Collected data
= Beginning of Section =

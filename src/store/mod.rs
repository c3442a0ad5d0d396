pub mod kube;

use std::collections::BTreeMap;
use std::fmt;

use async_trait::async_trait;

use crate::error::Error;

/// Reference to one external key/value document, e.g. `argocd/argocd-cm`.
#[derive(Debug, Clone, PartialEq, Eq)]
pub struct DocumentRef {
    pub namespace: String,
    pub name: String,
}

impl DocumentRef {
    pub fn new(namespace: &str, name: &str) -> Self {
        Self {
            namespace: namespace.to_owned(),
            name: name.to_owned(),
        }
    }
}

impl fmt::Display for DocumentRef {
    fn fmt(&self, f: &mut fmt::Formatter<'_>) -> fmt::Result {
        write!(f, "{}/{}", self.namespace, self.name)
    }
}

/// Snapshot of a key/value document plus the concurrency token it was read
/// at. A conditional write with a stale token fails with `Conflict`.
#[derive(Debug, Clone, Default, PartialEq, Eq)]
pub struct KeyValueDocument {
    pub version: Option<String>,
    pub data: BTreeMap<String, String>,
}

/// Snapshot of a cluster user group and its concurrency token.
#[derive(Debug, Clone, PartialEq, Eq)]
pub struct UserGroup {
    pub name: String,
    pub version: Option<String>,
    pub users: Vec<String>,
}

/// External-store operations the reconciler needs. The production
/// implementation talks to the cluster API; tests inject an in-memory
/// store with the same conflict semantics.
///
/// The merge operations touch only the named keys and must be safe against
/// concurrent writers of unrelated keys. The fetch/replace pairs rewrite a
/// whole value and therefore carry the read version as a write precondition.
#[async_trait]
pub trait ArgoStore: Send + Sync {
    /// Merge `entries` into the ConfigMap's data, leaving other keys untouched.
    async fn merge_config_map_keys(
        &self,
        doc: &DocumentRef,
        entries: &BTreeMap<String, String>,
    ) -> Result<(), Error>;

    /// Merge `entries` into the Secret's data. Values are already encoded
    /// for storage.
    async fn merge_secret_keys(
        &self,
        doc: &DocumentRef,
        entries: &BTreeMap<String, String>,
    ) -> Result<(), Error>;

    /// Read a ConfigMap as a whole document with its version token.
    async fn fetch_config_map(&self, doc: &DocumentRef) -> Result<KeyValueDocument, Error>;

    /// Conditionally replace a ConfigMap's data; fails with `Conflict` when
    /// the document changed since `kv` was fetched.
    async fn replace_config_map(
        &self,
        doc: &DocumentRef,
        kv: &KeyValueDocument,
    ) -> Result<(), Error>;

    /// Read a cluster group and its member list.
    async fn fetch_group(&self, name: &str) -> Result<UserGroup, Error>;

    /// Conditionally replace a group's member list; fails with `Conflict`
    /// when the group changed since it was fetched.
    async fn replace_group(&self, group: &UserGroup) -> Result<(), Error>;
}
use kube::CustomResource;
use schemars::JsonSchema;
use serde::{Deserialize, Serialize};

/// Declarative request for a team's Argo CD CI identities. The operator
/// only reads this resource; it is owned by whoever manages teams.
#[derive(CustomResource, Clone, Debug, Deserialize, Serialize, JsonSchema)]
#[kube(
    group = "team.snappcloud.io",
    version = "v1",
    kind = "Team",
    namespaced
)]
#[serde(rename_all = "camelCase")]
pub struct TeamSpec {
    /// Team owner contact; informational only.
    #[serde(default)]
    pub team_admin: String,
    pub argo: ArgoAccess,
}

/// Per-role Argo CD access blocks.
#[derive(Clone, Debug, Default, Deserialize, Serialize, JsonSchema)]
pub struct ArgoAccess {
    pub admin: RoleAccess,
    pub view: RoleAccess,
}

#[derive(Clone, Debug, Default, Deserialize, Serialize, JsonSchema)]
#[serde(rename_all = "camelCase")]
pub struct RoleAccess {
    /// Plaintext CI password for this role's static account.
    #[serde(default)]
    pub ci_pass: String,
    /// Users granted this role through the matching cluster group.
    #[serde(default)]
    pub users: Vec<String>,
}
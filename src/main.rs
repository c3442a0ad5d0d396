use std::sync::Arc;

use tracing_subscriber::{EnvFilter, fmt, layer::SubscriberExt, util::SubscriberInitExt};

mod argocd;
mod config;
mod error;
mod reconciler;
mod store;
mod team;

use crate::store::kube::KubeArgoStore;

#[tokio::main]
async fn main() -> anyhow::Result<()> {
    tracing_subscriber::registry()
        .with(EnvFilter::try_from_env("TEAM_OPERATOR_LOG").unwrap_or_else(|_| "info".into()))
        .with(fmt::layer().json())
        .init();

    let cfg = config::Config::load();

    let client = kube::Client::try_default().await?;
    tracing::info!("kubernetes client created");

    let ctx = Arc::new(reconciler::Context {
        store: Arc::new(KubeArgoStore::new(client.clone())),
        config: cfg,
    });

    tracing::info!(namespace = %ctx.config.argocd_namespace, "starting team operator");
    reconciler::run(client, ctx).await;

    tracing::info!("team operator stopped");
    Ok(())
}
use std::fmt;

use crate::error::Error;

/// Capability marker granted to every CI account: API-key and interactive
/// login.
pub const CI_CAPABILITIES: &str = "apiKey,login";

/// The two static CI roles provisioned per team.
#[derive(Debug, Clone, Copy, PartialEq, Eq)]
pub enum CiRole {
    Admin,
    View,
}

impl CiRole {
    /// Suffix of the account name, e.g. `payments-Admin-CI`.
    pub fn account_suffix(self) -> &'static str {
        match self {
            Self::Admin => "Admin-CI",
            Self::View => "View-CI",
        }
    }

    /// Role token used in policy lines and group names.
    pub fn grant(self) -> &'static str {
        match self {
            Self::Admin => "admin",
            Self::View => "view",
        }
    }
}

impl fmt::Display for CiRole {
    fn fmt(&self, f: &mut fmt::Formatter<'_>) -> fmt::Result {
        f.write_str(self.grant())
    }
}

/// Derived names for one team-role CI identity. Pure; every piece of
/// externally stored state is keyed off these.
#[derive(Debug, Clone, PartialEq, Eq)]
pub struct CiIdentity {
    team: String,
    role: CiRole,
    account: String,
}

impl CiIdentity {
    /// Rejects an empty team name before anything derived from it can reach
    /// a store.
    pub fn new(team: &str, role: CiRole) -> Result<Self, Error> {
        if team.trim().is_empty() {
            return Err(Error::InvalidTeamName(team.to_owned()));
        }
        Ok(Self {
            team: team.to_owned(),
            role,
            account: format!("{team}-{}", role.account_suffix()),
        })
    }

    pub fn account(&self) -> &str {
        &self.account
    }

    /// Key of the capability entry in the identity document.
    pub fn identity_key(&self) -> String {
        format!("accounts.{}", self.account)
    }

    /// Key of the hashed password entry in the credential document.
    pub fn credential_key(&self) -> String {
        format!("{}.password", self.identity_key())
    }

    /// Grant line for the rbac policy document.
    pub fn policy_line(&self) -> String {
        format!("g,{},role:{}-{}", self.account, self.team, self.role.grant())
    }

    /// Cluster group holding this role's human members.
    pub fn group_name(&self) -> String {
        format!("{}-{}", self.team, self.role.grant())
    }
}
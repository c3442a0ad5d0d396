use std::collections::BTreeMap;

use async_trait::async_trait;
use k8s_openapi::api::core::v1::{ConfigMap, Secret};
use kube::Api;
use kube::api::{DynamicObject, Patch, PatchParams};
use kube::discovery::ApiResource;

use super::{ArgoStore, DocumentRef, KeyValueDocument, UserGroup};
use crate::error::Error;

/// Cluster-backed store. Identity and credential writes go through
/// server-side strategic merge so concurrent writers of unrelated keys
/// never race; policy and group writes are whole-value rewrites guarded by
/// the document's `resourceVersion`.
pub struct KubeArgoStore {
    client: kube::Client,
}

impl KubeArgoStore {
    pub fn new(client: kube::Client) -> Self {
        Self { client }
    }

    fn config_maps(&self, namespace: &str) -> Api<ConfigMap> {
        Api::namespaced(self.client.clone(), namespace)
    }

    fn secrets(&self, namespace: &str) -> Api<Secret> {
        Api::namespaced(self.client.clone(), namespace)
    }

    fn groups(&self) -> Api<DynamicObject> {
        Api::all_with(self.client.clone(), &group_resource())
    }
}

#[async_trait]
impl ArgoStore for KubeArgoStore {
    #[tracing::instrument(skip(self, entries), fields(%doc), err)]
    async fn merge_config_map_keys(
        &self,
        doc: &DocumentRef,
        entries: &BTreeMap<String, String>,
    ) -> Result<(), Error> {
        let patch = serde_json::json!({ "data": entries });
        self.config_maps(&doc.namespace)
            .patch(&doc.name, &PatchParams::default(), &Patch::Strategic(&patch))
            .await
            .map_err(|e| classify_write(e, &format!("config map {doc}")))?;
        Ok(())
    }

    #[tracing::instrument(skip(self, entries), fields(%doc), err)]
    async fn merge_secret_keys(
        &self,
        doc: &DocumentRef,
        entries: &BTreeMap<String, String>,
    ) -> Result<(), Error> {
        let patch = serde_json::json!({ "data": entries });
        self.secrets(&doc.namespace)
            .patch(&doc.name, &PatchParams::default(), &Patch::Strategic(&patch))
            .await
            .map_err(|e| classify_write(e, &format!("secret {doc}")))?;
        Ok(())
    }

    #[tracing::instrument(skip(self), fields(%doc), err)]
    async fn fetch_config_map(&self, doc: &DocumentRef) -> Result<KeyValueDocument, Error> {
        let cm = self
            .config_maps(&doc.namespace)
            .get(&doc.name)
            .await
            .map_err(|e| not_found_on_404(e, &format!("config map {doc}")))?;
        Ok(KeyValueDocument {
            version: cm.metadata.resource_version,
            data: cm.data.unwrap_or_default(),
        })
    }

    #[tracing::instrument(skip(self, kv), fields(%doc), err)]
    async fn replace_config_map(
        &self,
        doc: &DocumentRef,
        kv: &KeyValueDocument,
    ) -> Result<(), Error> {
        // The resourceVersion in the patch body is a write precondition: the
        // API server rejects the patch with 409 when the token is stale.
        let patch = serde_json::json!({
            "metadata": { "resourceVersion": kv.version },
            "data": kv.data,
        });
        self.config_maps(&doc.namespace)
            .patch(&doc.name, &PatchParams::default(), &Patch::Merge(&patch))
            .await
            .map_err(|e| classify_write(e, &format!("config map {doc}")))?;
        Ok(())
    }

    #[tracing::instrument(skip(self), err)]
    async fn fetch_group(&self, name: &str) -> Result<UserGroup, Error> {
        let obj = self
            .groups()
            .get(name)
            .await
            .map_err(|e| not_found_on_404(e, &format!("group {name}")))?;
        let users = parse_users(name, obj.data.get("users"))?;
        Ok(UserGroup {
            name: name.to_owned(),
            version: obj.metadata.resource_version,
            users,
        })
    }

    #[tracing::instrument(skip(self, group), fields(group = %group.name), err)]
    async fn replace_group(&self, group: &UserGroup) -> Result<(), Error> {
        let patch = serde_json::json!({
            "metadata": { "resourceVersion": group.version },
            "users": group.users,
        });
        self.groups()
            .patch(&group.name, &PatchParams::default(), &Patch::Merge(&patch))
            .await
            .map_err(|e| classify_write(e, &format!("group {}", group.name)))?;
        Ok(())
    }
}

/// `user.openshift.io/v1 Group` is an aggregated API with no k8s-openapi
/// bindings, so it is addressed dynamically. Groups are cluster-scoped.
fn group_resource() -> ApiResource {
    ApiResource {
        group: "user.openshift.io".to_owned(),
        version: "v1".to_owned(),
        api_version: "user.openshift.io/v1".to_owned(),
        kind: "Group".to_owned(),
        plural: "groups".to_owned(),
    }
}

fn parse_users(group: &str, users: Option<&serde_json::Value>) -> Result<Vec<String>, Error> {
    match users {
        None | Some(serde_json::Value::Null) => Ok(Vec::new()),
        Some(serde_json::Value::Array(items)) => items
            .iter()
            .map(|v| {
                v.as_str()
                    .map(str::to_owned)
                    .ok_or_else(|| Error::Malformed(format!("group {group}: non-string user entry")))
            })
            .collect(),
        Some(_) => Err(Error::Malformed(format!("group {group}: users is not a list"))),
    }
}

fn not_found_on_404(err: kube::Error, what: &str) -> Error {
    match err {
        kube::Error::Api(ref ae) if ae.code == 404 => Error::NotFound(what.to_owned()),
        e => e.into(),
    }
}

fn classify_write(err: kube::Error, what: &str) -> Error {
    match err {
        kube::Error::Api(ref ae) if ae.code == 404 => Error::NotFound(what.to_owned()),
        kube::Error::Api(ref ae) if ae.code == 409 => Error::Conflict(what.to_owned()),
        e => e.into(),
    }
}
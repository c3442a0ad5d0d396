use std::env;

use crate::store::DocumentRef;

/// Runtime configuration, loaded from the environment with Argo CD's
/// conventional document names as defaults.
#[derive(Debug, Clone)]
pub struct Config {
    /// Namespace holding the Argo CD installation documents.
    pub argocd_namespace: String,
    /// ConfigMap listing static accounts and their capabilities.
    pub identity_config_map: String,
    /// Secret holding hashed account passwords.
    pub credential_secret: String,
    /// ConfigMap holding the rbac policy document.
    pub rbac_config_map: String,
    /// Key of the newline-delimited grant lines inside the rbac ConfigMap.
    pub policy_key: String,
    /// bcrypt work factor for CI passwords.
    pub hash_cost: u32,
    /// Bound on re-fetch attempts when a version-guarded write loses.
    pub conflict_retries: u32,
    /// Periodic re-reconcile interval for converged teams.
    pub resync_interval_secs: u64,
}

impl Config {
    pub fn load() -> Self {
        Self {
            argocd_namespace: env::var("TEAM_OPERATOR_ARGOCD_NAMESPACE")
                .unwrap_or_else(|_| "argocd".into()),
            identity_config_map: env::var("TEAM_OPERATOR_IDENTITY_CONFIG_MAP")
                .unwrap_or_else(|_| "argocd-cm".into()),
            credential_secret: env::var("TEAM_OPERATOR_CREDENTIAL_SECRET")
                .unwrap_or_else(|_| "argocd-secret".into()),
            rbac_config_map: env::var("TEAM_OPERATOR_RBAC_CONFIG_MAP")
                .unwrap_or_else(|_| "argocd-rbac-cm".into()),
            policy_key: env::var("TEAM_OPERATOR_POLICY_KEY")
                .unwrap_or_else(|_| "policy.csv".into()),
            hash_cost: env::var("TEAM_OPERATOR_HASH_COST")
                .ok()
                .and_then(|v| v.parse().ok())
                .unwrap_or(14),
            conflict_retries: env::var("TEAM_OPERATOR_CONFLICT_RETRIES")
                .ok()
                .and_then(|v| v.parse().ok())
                .unwrap_or(5),
            resync_interval_secs: env::var("TEAM_OPERATOR_RESYNC_SECS")
                .ok()
                .and_then(|v| v.parse().ok())
                .unwrap_or(3600),
        }
    }

    /// The account/capability document (`argocd-cm`).
    pub fn identity_store(&self) -> DocumentRef {
        DocumentRef::new(&self.argocd_namespace, &self.identity_config_map)
    }

    /// The hashed-password document (`argocd-secret`).
    pub fn credential_store(&self) -> DocumentRef {
        DocumentRef::new(&self.argocd_namespace, &self.credential_secret)
    }

    /// The rbac policy document (`argocd-rbac-cm`).
    pub fn rbac_store(&self) -> DocumentRef {
        DocumentRef::new(&self.argocd_namespace, &self.rbac_config_map)
    }
}
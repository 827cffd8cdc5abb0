use std::fmt;

use serde_json::Value;
use tracing::{debug, warn};

use crate::chart::{derive_chart, ChartError, ChartSpec};
use crate::render::{self, CitationView, TreeNode};

/// Everything a response card shows for one payload.
#[derive(Debug, Clone, PartialEq)]
pub struct Visualization {
    pub title: Option<String>,
    pub chart: ChartSpec,
    pub tree: Vec<TreeNode>,
    pub citation: Option<CitationView>,
}

/// Derives the chart, tree and citation views of a payload.
///
/// Never fails: a payload whose chart data cannot be derived still gets its
/// tree and citation, with the chart reported as unavailable.
pub fn visualize(payload: &Value) -> Visualization {
    let chart = chart_or_none(derive_chart(payload));
    debug!(
        kind = %chart.kind,
        field = ?chart.field,
        points = chart.series.len(),
        "Derived chart"
    );

    Visualization {
        title: payload
            .get("title")
            .and_then(Value::as_str)
            .map(str::to_string),
        chart,
        tree: render::build_tree(payload),
        citation: render::citation_view(payload),
    }
}

fn chart_or_none(derived: Result<ChartSpec, ChartError>) -> ChartSpec {
    derived.unwrap_or_else(|e| {
        warn!(error = %e, "Could not derive chart data, showing text only");
        ChartSpec::none()
    })
}

impl fmt::Display for Visualization {
    fn fmt(&self, f: &mut fmt::Formatter<'_>) -> fmt::Result {
        if let Some(title) = &self.title {
            writeln!(f, "== {} ==", title)?;
        }
        f.write_str(&render::render_chart(&self.chart))?;
        f.write_str(&render::render_tree(&self.tree))?;
        if let Some(citation) = &self.citation {
            f.write_str(&render::render_citation(citation))?;
        }
        Ok(())
    }
}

= End of Section =

WORK TO COMPLETE: Copy out the lines of the records above in which the string "server" appears.

SOLUTION TO THE EXERCISE:
/// server-side strategic merge so concurrent writers of unrelated keys
        // API server rejects the patch with 409 when the token is stale.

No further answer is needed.